一方、ほぼ確信を帯びた久遠の金色の瞳は、まっすぐに白石を捉えている。


「……ま……それはアンタも気づいてんだろうけど」


そう言いながら久遠は慣れた手つきで、先ほど白石が出しておいた缶から茶葉を取り出し、お湯を注いでいく。

高嶺に仕込まれたのか、それとももともと育ちの良い彼にとっては当然のことなのか、流れるように紅茶を淹れる手順をこなしていく久遠の手元を、白石はじっと見つめていた。


「産土はそこまで石頭じゃねぇ。それは知ってんだろ」

「……あぁ……そうだな」


久遠はキッチン台に両手をつき、茶葉が開くのを待っている。
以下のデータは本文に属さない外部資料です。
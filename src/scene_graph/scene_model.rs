use id_arena::Id;

use crate::{model::Model, rendering::render_model::RenderModelId};

pub type SceneModelId = Id<SceneModel>;

pub struct SceneModel {
    pub model: Model,
    /// Set once the renderer has uploaded the model.
    pub render_model: Option<RenderModelId>,
}

impl SceneModel {
    pub fn new(model: Model) -> Self {
        Self {
            model,
            render_model: None,
        }
    }

    pub fn name(&self) -> &str {
        &self.model.name
    }
}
目線はそこに落としたままで、言葉を続けた。


「その上での、あの局面での、あの拒絶だぁ……つまり、分かるな?」

「……」


分かっているとも。

これ以上、“封印術”について詮索をするな、ということなのだろう。


(……しかし、それはなぜだ?)


産土は――

そして久遠も、なにやら訳知り顔だ。

彼らは一体、何を知っている――?


白石と久遠の瞳が、しばし沈黙のうちにかち合った。

やがて久遠は再び目線を手元に落とし、温めておいたティーカップに紅茶を注ぐ。


「……あとはあの”最強”に任せて……アンタはとりあえず暫くの間、寝こけた方がいい」


そう言って、久遠は白石にティーカップを差し出した。

淹れ方が良いのか、白石が入れるときの数倍は香りが立っている。

白石は小さく礼を言いながらそれを受け取ると、久遠はふんと満足げに笑ってその場を後にしようとした。


白石は歩き出した久遠の方を見やる。

聞いたところで何か聞き出せるとは思えない――

しかし、何も言わずに終わることもできずに、にわかに淡い期待を込めて聞いてみる。

”封印術”について――


「……何か、秘策が?」


その言葉に久遠が足を止める。

彼はニヤリとして半身だけ振り返ると、いたずらっぽい笑みを浮かべながら言った。


「……話したら秘策じゃなくなるだろうが」


かつて白石が久遠に言った言葉を、そっくりそのまま返してやる。


これには一本取られたと、白石は苦笑するしかなかった。


「……なーんつってな」


ぺろりと小さく舌を出して言う久遠。


「……じゃあな。あと頼むわ」


彼はそれだけ言うと、再び背を向け今度こそ応接間を後にした。

白石は袋を抱えたまま、久遠の背中を見送った。